That’s where ray-tracing comes in. Light rays are projected from the pixels or light source, depending on the algorithm, then bounce around the scene until they hit the camera or light source. This is exactly how we see things — photons bounce off and through objects, have their wavelengths changed, and eventually hit our eyes. As we explained earlier this year, dedicated ray-tracers render VFX scenes realistically enough to be inserted into live-action movies.
However, all these photons bouncing around saturate your GPU pretty quickly. Ray-tracing is fine for movie post-production facilities, which have hundreds of servers to render things. It’s not ideal for games, though, where limited hardware must render a frame in 1/60th of a second. That’s where NVIDIA’s RTX comes in, as it can execute ray-tracing computations with far greater speed than ever before.
Ray-tracing will not take over how your games render graphics anytime soon. Doing full ray-traced rendering is still well beyond any graphics card, even NVIDIA’s $10,000 Quadro RTX 8000. Mostly, they’ll be used alongside existing raster engines to enhance certain effects, like reflections and shadows.
Giga rays and RTX-OPS
To put a number to these new specialised cores, NVIDIA is now emphasizing giga rays and RTX-OPS. While the GeForce GTX 1080 Ti puts out a mere 1.21 giga rays per second, Turing GPUs can power through 10 giga rays per second — up to eight times quicker.
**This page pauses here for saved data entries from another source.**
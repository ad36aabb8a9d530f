//! CLI command implementations

use std::path::PathBuf;

use anyhow::Context;
use clap::Subcommand;
use undertow_core::config::UndertowConfig;
use undertow_core::{RuntimeMode, UndertowError};
use undertow_web::{AppState, ObjectCatalog, run_server};

/// Available CLI commands
#[derive(Subcommand)]
pub enum Commands {
    /// Start the streaming server
    Server {
        /// Host to bind to
        #[arg(long)]
        host: Option<String>,
        /// Port to bind to
        #[arg(short, long)]
        port: Option<u16>,
        /// Object catalog manifest
        #[arg(short, long)]
        catalog: Option<PathBuf>,
        /// Serve generated objects from the in-memory store
        #[arg(long)]
        demo: bool,
    },
    /// Sample one object and run the inspection pipeline on it
    Inspect {
        /// Object id from the catalog
        id: String,
        /// Object catalog manifest
        #[arg(short, long)]
        catalog: Option<PathBuf>,
        /// Inspect a demo object instead of a remote one
        #[arg(long)]
        demo: bool,
    },
    /// Print the stream link for an object
    Hash {
        /// Object id from the catalog
        id: String,
        /// Object catalog manifest
        #[arg(short, long)]
        catalog: Option<PathBuf>,
    },
}

/// Handle the CLI command
///
/// # Errors
/// Returns the failure of whichever command ran
pub async fn handle_command(command: Commands) -> anyhow::Result<()> {
    let mut config = UndertowConfig::from_env();

    match command {
        Commands::Server {
            host,
            port,
            catalog,
            demo,
        } => {
            if let Some(host) = host {
                config.server.host = host;
            }
            if let Some(port) = port {
                config.server.port = port;
            }
            if catalog.is_some() {
                config.server.catalog_path = catalog;
            }
            start_server(config, mode_for(demo)).await
        }
        Commands::Inspect { id, catalog, demo } => {
            if catalog.is_some() {
                config.server.catalog_path = catalog;
            }
            inspect(config, id, mode_for(demo)).await
        }
        Commands::Hash { id, catalog } => {
            let path = catalog
                .or(config.server.catalog_path.clone())
                .context("no catalog given; pass --catalog or set UNDERTOW_CATALOG")?;
            print_hash(&config, &id, path).await
        }
    }
}

fn mode_for(demo: bool) -> RuntimeMode {
    if demo {
        RuntimeMode::Demo
    } else {
        RuntimeMode::Production
    }
}

/// Message and exit code for a failed command.
///
/// Core errors are shown through their user-facing message; bad input exits
/// with 2, everything else with 1.
pub fn describe_failure(error: &anyhow::Error) -> (String, u8) {
    match error.downcast_ref::<UndertowError>() {
        Some(core) if core.is_user_error() => (core.user_message(), 2),
        Some(core) => (core.user_message(), 1),
        None => (format!("{error:#}"), 1),
    }
}

async fn start_server(config: UndertowConfig, mode: RuntimeMode) -> anyhow::Result<()> {
    run_server(config, mode).await.context("server failed")
}

async fn inspect(config: UndertowConfig, id: String, mode: RuntimeMode) -> anyhow::Result<()> {
    config.validate().map_err(UndertowError::from)?;
    let state = AppState::for_mode(&config, mode).await?;

    let object = state
        .catalog
        .get(&id)
        .ok_or_else(|| UndertowError::ObjectNotFound { id: id.clone() })?;

    println!("Inspecting {} ({} bytes)", object.name(), object.size());
    match state.inspector.try_inspect(object).await {
        Ok(report) => {
            println!(
                "  sample: {} bytes at offset {}",
                report.sample_bytes, report.sample_start
            );
            println!("  frame:  {} bytes ({:?})", report.frame_bytes, report.frame_source);
            println!("  flagged: {}", report.flagged);
            Ok(())
        }
        Err(e) => {
            tracing::error!(%id, "Inspection failed: {e}");
            Err(UndertowError::from(e).into())
        }
    }
}

async fn print_hash(config: &UndertowConfig, id: &str, catalog: PathBuf) -> anyhow::Result<()> {
    let catalog = ObjectCatalog::load(&catalog).await?;
    let object = catalog.get(id).ok_or_else(|| UndertowError::ObjectNotFound {
        id: id.to_string(),
    })?;

    let hash = object.link_hash(config.server.link_hash_length);
    println!("{hash}");
    println!(
        "http://{}:{}/stream/{}/{}",
        config.server.host, config.server.port, id, hash
    );
    Ok(())
}

#[cfg(test)]
mod tests {
    use undertow_core::{ChunkClientError, ConfigError};

    use super::*;

    #[test]
    fn test_missing_object_is_a_user_error() {
        let error = anyhow::Error::from(UndertowError::ObjectNotFound {
            id: "42".to_string(),
        });
        assert_eq!(describe_failure(&error), ("File 42 not found".to_string(), 2));
    }

    #[test]
    fn test_store_failure_hides_transport_detail() {
        let error = anyhow::Error::from(UndertowError::from(ChunkClientError::Transport {
            reason: "connection reset by 10.0.0.7".to_string(),
        }));
        let (message, code) = describe_failure(&error);
        assert_eq!(message, "Remote store error occurred");
        assert_eq!(code, 1);
    }

    #[test]
    fn test_invalid_config_is_a_user_error() {
        let error = anyhow::Error::from(UndertowError::from(ConfigError::HttpClient {
            reason: "no TLS backend".to_string(),
        }));
        let (message, code) = describe_failure(&error);
        assert!(message.starts_with("Invalid configuration"));
        assert_eq!(code, 2);
    }

    #[test]
    fn test_other_errors_keep_their_context() {
        let error = anyhow::anyhow!("socket closed").context("server failed");
        assert_eq!(describe_failure(&error), ("server failed: socket closed".to_string(), 1));
    }
}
Meanwhile, using a hybrid measurement that combines ray-tracing and floating point operations, the Turing-powered GTR 2080 Ti can handle 78 RTX-OPS compared to 12 RTX-OPS for the 1000-series Pascal generation. That’s the six-fold increase we’ve seen trumpeted around the internet.
Jensen Huang said that such progress “has simply never happened before; a supercomputer replaced by one GPU in one generation.” The demos he showed off at Gamescom, especially Project Sol (above) that showed robots and an Iron Man-like suit, were the most impressive real-time ray-tracing videos we’ve ever seen, considering they ran on a single GPU (the $6,300 Quadro RTX 6000).
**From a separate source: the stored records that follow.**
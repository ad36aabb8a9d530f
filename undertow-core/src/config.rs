//! Centralized configuration for Undertow.
//!
//! All tunable parameters are defined here and injected into components at
//! construction time. Nothing reads configuration from global state.

use std::path::PathBuf;
use std::time::Duration;

/// Central configuration for all Undertow components.
///
/// Groups related configuration settings into logical sections.
/// Supports environment variable overrides for runtime customization.
#[derive(Debug, Clone, Default)]
pub struct UndertowConfig {
    pub store: StoreConfig,
    pub upstream: UpstreamConfig,
    pub server: ServerConfig,
    pub inspection: InspectionConfig,
}

/// Remote chunk store protocol limits.
///
/// The store only accepts requests whose offset is a multiple of `alignment`
/// and whose length does not exceed `max_request_size`. Range streaming reads
/// ahead one `chunk_size` chunk at a time.
#[derive(Debug, Clone)]
pub struct StoreConfig {
    /// Required multiple for every request offset
    pub alignment: u64,
    /// Read-ahead chunk granularity used by range streaming
    pub chunk_size: u64,
    /// Absolute per-call ceiling enforced by the store
    pub max_request_size: u64,
    /// Timeout applied to every remote call
    pub request_timeout: Duration,
}

impl Default for StoreConfig {
    fn default() -> Self {
        Self {
            alignment: 4096,                // 4 KiB
            chunk_size: 512 * 1024,         // 512 KiB
            max_request_size: 1024 * 1024,  // 1 MiB
            request_timeout: Duration::from_secs(30),
        }
    }
}

/// Upstream HTTP chunk endpoint configuration.
#[derive(Debug, Clone)]
pub struct UpstreamConfig {
    /// Base URL that object locations are resolved against
    pub base_url: String,
    /// User agent for upstream requests
    pub user_agent: &'static str,
}

impl Default for UpstreamConfig {
    fn default() -> Self {
        Self {
            base_url: "http://127.0.0.1:9000/objects/".to_string(),
            user_agent: "undertow/0.1.0",
        }
    }
}

/// HTTP server configuration.
#[derive(Debug, Clone)]
pub struct ServerConfig {
    pub host: String,
    pub port: u16,
    /// JSON manifest describing the objects the server may expose
    pub catalog_path: Option<PathBuf>,
    /// Number of hex characters in a stream link hash
    pub link_hash_length: usize,
    /// Size of each body frame handed to the HTTP writer
    pub stream_buffer_size: usize,
}

impl Default for ServerConfig {
    fn default() -> Self {
        Self {
            host: "127.0.0.1".to_string(),
            port: 3000,
            catalog_path: None,
            link_hash_length: 6,
            stream_buffer_size: 65536, // 64 KiB
        }
    }
}

/// Content inspection configuration.
#[derive(Debug, Clone)]
pub struct InspectionConfig {
    /// Total bytes drawn from around the middle of an object
    pub target_bytes: u64,
    /// Timestamp of the preferred still frame
    pub preferred_timestamp: String,
    /// Frame extraction binary
    pub ffmpeg_path: PathBuf,
    /// Upper bound for a single extraction attempt
    pub extraction_timeout: Duration,
    /// Directory for per-sample scratch space (system temp dir when unset)
    pub temp_root: Option<PathBuf>,
}

impl Default for InspectionConfig {
    fn default() -> Self {
        Self {
            target_bytes: 8 * 1024 * 1024, // 8 MiB
            preferred_timestamp: "00:00:02".to_string(),
            ffmpeg_path: PathBuf::from("ffmpeg"),
            extraction_timeout: Duration::from_secs(30),
            temp_root: None,
        }
    }
}

/// Errors raised by configuration validation.
#[derive(Debug, thiserror::Error)]
pub enum ConfigError {
    #[error("{field} must be greater than zero")]
    Zero { field: &'static str },

    #[error("chunk size {chunk_size} is not a multiple of alignment {alignment}")]
    UnalignedChunkSize { chunk_size: u64, alignment: u64 },

    #[error("chunk size {chunk_size} exceeds the per-request maximum {max_request_size}")]
    ChunkExceedsRequestLimit {
        chunk_size: u64,
        max_request_size: u64,
    },

    #[error("invalid upstream base URL {url}: {reason}")]
    InvalidBaseUrl { url: String, reason: String },

    #[error("cannot build upstream HTTP client: {reason}")]
    HttpClient { reason: String },
}

impl UndertowConfig {
    /// Creates configuration with environment variable overrides.
    ///
    /// Allows runtime configuration via environment variables while
    /// maintaining sensible defaults. Unparseable values are ignored.
    pub fn from_env() -> Self {
        let mut config = Self::default();

        if let Some(alignment) = env_parse::<u64>("UNDERTOW_STORE_ALIGNMENT") {
            config.store.alignment = alignment;
        }
        if let Some(chunk_size) = env_parse::<u64>("UNDERTOW_CHUNK_SIZE") {
            config.store.chunk_size = chunk_size;
        }
        if let Some(max_request) = env_parse::<u64>("UNDERTOW_MAX_REQUEST_SIZE") {
            config.store.max_request_size = max_request;
        }
        if let Some(seconds) = env_parse::<u64>("UNDERTOW_REQUEST_TIMEOUT") {
            config.store.request_timeout = Duration::from_secs(seconds);
        }

        if let Ok(base_url) = std::env::var("UNDERTOW_UPSTREAM_URL") {
            config.upstream.base_url = base_url;
        }

        if let Ok(host) = std::env::var("UNDERTOW_HOST") {
            config.server.host = host;
        }
        if let Some(port) = env_parse::<u16>("UNDERTOW_PORT") {
            config.server.port = port;
        }
        if let Ok(path) = std::env::var("UNDERTOW_CATALOG") {
            config.server.catalog_path = Some(PathBuf::from(path));
        }

        if let Some(target) = env_parse::<u64>("UNDERTOW_SAMPLE_BYTES") {
            config.inspection.target_bytes = target;
        }
        if let Ok(path) = std::env::var("UNDERTOW_FFMPEG") {
            config.inspection.ffmpeg_path = PathBuf::from(path);
        }
        if let Ok(path) = std::env::var("UNDERTOW_TEMP_DIR") {
            config.inspection.temp_root = Some(PathBuf::from(path));
        }

        config
    }

    /// Checks the store limits and upstream URL for consistency.
    ///
    /// # Errors
    /// - `ConfigError::Zero` - A size limit is zero
    /// - `ConfigError::UnalignedChunkSize` - Chunk size breaks alignment
    /// - `ConfigError::ChunkExceedsRequestLimit` - Chunk larger than one call
    /// - `ConfigError::InvalidBaseUrl` - Upstream URL does not parse
    pub fn validate(&self) -> Result<(), ConfigError> {
        let store = &self.store;
        for (field, value) in [
            ("store.alignment", store.alignment),
            ("store.chunk_size", store.chunk_size),
            ("store.max_request_size", store.max_request_size),
            ("inspection.target_bytes", self.inspection.target_bytes),
        ] {
            if value == 0 {
                return Err(ConfigError::Zero { field });
            }
        }
        if self.server.stream_buffer_size == 0 {
            return Err(ConfigError::Zero {
                field: "server.stream_buffer_size",
            });
        }

        if store.chunk_size % store.alignment != 0 {
            return Err(ConfigError::UnalignedChunkSize {
                chunk_size: store.chunk_size,
                alignment: store.alignment,
            });
        }
        if store.chunk_size > store.max_request_size {
            return Err(ConfigError::ChunkExceedsRequestLimit {
                chunk_size: store.chunk_size,
                max_request_size: store.max_request_size,
            });
        }

        url::Url::parse(&self.upstream.base_url).map_err(|e| ConfigError::InvalidBaseUrl {
            url: self.upstream.base_url.clone(),
            reason: e.to_string(),
        })?;

        Ok(())
    }

    /// Creates a configuration with small limits suited to fast tests.
    pub fn for_testing() -> Self {
        Self {
            store: StoreConfig {
                alignment: 16,
                chunk_size: 64,
                max_request_size: 128,
                request_timeout: Duration::from_secs(5),
            },
            inspection: InspectionConfig {
                target_bytes: 1024,
                ..Default::default()
            },
            ..Default::default()
        }
    }
}

fn env_parse<T: std::str::FromStr>(key: &str) -> Option<T> {
    std::env::var(key).ok().and_then(|value| value.parse().ok())
}
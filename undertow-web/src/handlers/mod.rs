//! HTTP request handlers organized by functionality

pub mod api;
pub mod stream;

use axum::http::StatusCode;
use axum::response::{IntoResponse, Json, Response};
use serde::Serialize;

pub use api::{
    HashData, HashResponse, StatusResponse, inspect_object, object_hash, ping, server_status,
};
pub use stream::{StreamQuery, stream_object};

/// Error body shared by every endpoint.
#[derive(Debug, Serialize)]
pub struct ErrorResponse {
    pub error: String,
}

pub(crate) fn error_response(status: StatusCode, message: impl Into<String>) -> Response {
    (
        status,
        Json(ErrorResponse {
            error: message.into(),
        }),
    )
        .into_response()
}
Demos versus the real world
However, don’t expect games to look instantly better with RTX cards. To see any benefit beyond the theoretical 30 to 40 percent boost, games will need to be designed specifically to take advantage of ray-tracing. None are available at the moment, and just two that we know of are coming down the pipe — Battlefield V and Shadow of the Tomb Raider.
NVIDIA’s RTX does use Microsoft’s new DirectX feature called DXR, also supported by AMD via its Radeon Rays feature. And Microsoft has said that DXR will work just fine on current-generation and older graphics cards. However, NVIDIA has strongly implied that it won’t be very useful without its next-gen cards and that past models, even the GTX 1080 Ti, will do the operations too slowly.
NVIDIA also said that its DLSS AI feature will boost game speeds by up to two times. To do that, the RTX tensor cores will take over anti-aliasing (AA) that normally consumes a lot of GPU cycles and memory resources. DLSS is a specific NVIDIA function that will have to be coded game-by-game, but NVIDIA will do it for free if developers send them the code.
GameWorks and the graveyard of lost GPU tech
There has been a lot of hype over GPU tech that never panned out as it was supposed to. Take AMD’s Mantle and, most recently, GameWorks. Much of this tech didn’t bring the promised gaming speed or quality improvements, yet the cards were sold in part on those features.
Any game-improvement features are especially suspect if they’re limited to one brand or another, as appears to be the case with NVIDIA’s DLSS and some RTX functions. The reason is obvious. Game developers don’t want to favor one GPU platform over another, as it stretches their already-thin resources and often results in bad press and unhappy buyers if it doesn’t deliver.
For instance, NVIDIA introduced GameWorks middleware to help developers create better hair, fur, physics and other effects. However, the features were optimized for NVIDIA cards, and running them on an AMD GPU often lead to bad or unpredictable performance — and GameWorks proved to be problematic even on NVIDIA’s own cards. NVIDIA brought it up during the RTX launch earlier this year, but we haven’t heard much about GameWorks for the RTX 2000-series cards.
Spend or wait?
Buying into a new graphics system based on unproven tech, especially something as complex as ray-tracing, is a pretty big risk. It doesn’t help that the new RTX 2080 Ti card is expensive and power-hungry, and doesn’t offer amazing speed improvements on paper. It might indeed have a superior architecture that overcomes the specs, but it’s worrying that NVIDIA spent so much time describing the ray-tracing tech and very little showing how it improves games you can play right now.
It’ll be great if RTX ray-tracing and AI improves future games as promised, but given the two year or so hardware upgrade cycle, NVIDIA might have moved on to other things by the time they come along. All we’ve got to go on right now are the specs and NVIDIA’s word about performance. Until testing and reviews make the picture clearer, you might want to wait and see how it all shakes out.